Pour le reste des causes, nous pouvons les regrouper en trois catégories : Les causes communes à l’homme et à la femme : elles comprennent :
- les infections du tractus génital
- les traumatismes
- les incidents lors des interventions chirurgicales au niveau de l’abdomen ou du pelvis (ventre et bas ventre)
- les malformations congénitales.
- Certains médicaments
- Les pathologies hormonales en lien surtout avec les cas d’insuffisance d’hormones féminines ou masculines.
- Les facteurs liés à l’environnement notamment l’exposition aux polluants et aux toxines
- le mode de vie y compris les habitudes alimentaires comme le tabagisme, la consommation excessive d’alcool, les aliments responsables d’obésité.
les causes spécifiques à la femme sont entre autres :
- les maladies de l’ovaire, les grossesses extra-utérines;
- les fausses couches à répétition et
- l’endométriose qui est causée par la greffe et le développement du tissu tapissant la cavité de l’utérus (endomètre) dans un autre organe (trompes, ovaire cavité pelvienne etc.)
Pour l’homme nous pouvons retenir :
- Une obstruction des voies de transit du liquide séminal et des spermatozoïdes en lien avec une lésion ou une infection.
- Une incapacité des testicules à produire des spermatozoïdes, par exemple en raison de varicocèles ou de traitements médicaux qui altèrent les cellules productrices de spermatozoïdes (comme la chimiothérapie utilisée dans le cadre d’un traitement anti cancéreux).
- Une anomalie de la fonction des spermatozoïdes et de leur qualité.
Aconews: L’infertilité est-elle guérissable ?
La réponse est OUI, si on s’en tient à sa définition susmentionnée.
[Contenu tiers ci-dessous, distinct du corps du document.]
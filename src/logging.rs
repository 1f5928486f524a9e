//! Tracing subscriber setup for the binary.

use color_eyre::Result;
use std::path::Path;
use tracing_appender::non_blocking::WorkerGuard;
use tracing_subscriber::EnvFilter;

/// Install the global subscriber.
///
/// Without `log_file` events go to stderr. With one they go to a daily rolling
/// file next to it; keep the returned guard alive until exit or buffered lines
/// are lost.
pub fn init(log_file: Option<&Path>) -> Result<Option<WorkerGuard>> {
  let filter = EnvFilter::try_from_default_env().unwrap_or_else(|_| EnvFilter::new("info"));

  let Some(path) = log_file else {
    tracing_subscriber::fmt()
      .with_env_filter(filter)
      .with_writer(std::io::stderr)
      .with_target(false)
      .try_init()
      .map_err(|e| color_eyre::eyre::eyre!(e))?;
    return Ok(None);
  };

  let directory = match path.parent() {
    Some(dir) if !dir.as_os_str().is_empty() => dir,
    _ => Path::new("."),
  };
  let file_name = path
    .file_name()
    .ok_or_else(|| color_eyre::eyre::eyre!("log file path has no file name: {}", path.display()))?;

  let appender = tracing_appender::rolling::daily(directory, file_name);
  let (writer, guard) = tracing_appender::non_blocking(appender);
  tracing_subscriber::fmt()
    .with_env_filter(filter)
    .with_writer(writer)
    .with_ansi(false)
    .try_init()
    .map_err(|e| color_eyre::eyre::eyre!(e))?;

  tracing::debug!(path = %path.display(), "file logging initialized");
  Ok(Some(guard))
}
Bien sûr les chances de guérison dépendent de plusieurs paramètres dont l’âge du couple, le type d’infertilité et la qualité de la prise en charge.
Aconews: Quels conseils pouvez-vous donner aux personnes souffrant d’infertilité ?
C’est d’abord de consulter un professionnel de santé pour avoir la confirmation ou l’infirmation du statut de couple infertile et espérer le cas échéant une meilleure prise en charge. Ensuite, c’est la nécessité d’adopter une bonne hygiène de vie en évitant les différentes addictions : alcool, tabac, drogue. Enfin se convaincre que la prise en charge est assez souvent couteuse et de longue durée et le résultat escompté n’est pas toujours obtenu. Dans certains cas on pourrait même suggérer l’adoption d’un enfant.
Dr. Youssifou Savadogo
Gynécologue-Obstétricien, spécialiste de la santé de la reproduction en service au CHU de District de Bogodogo et ancien expert de l’UNFPA au Tchad.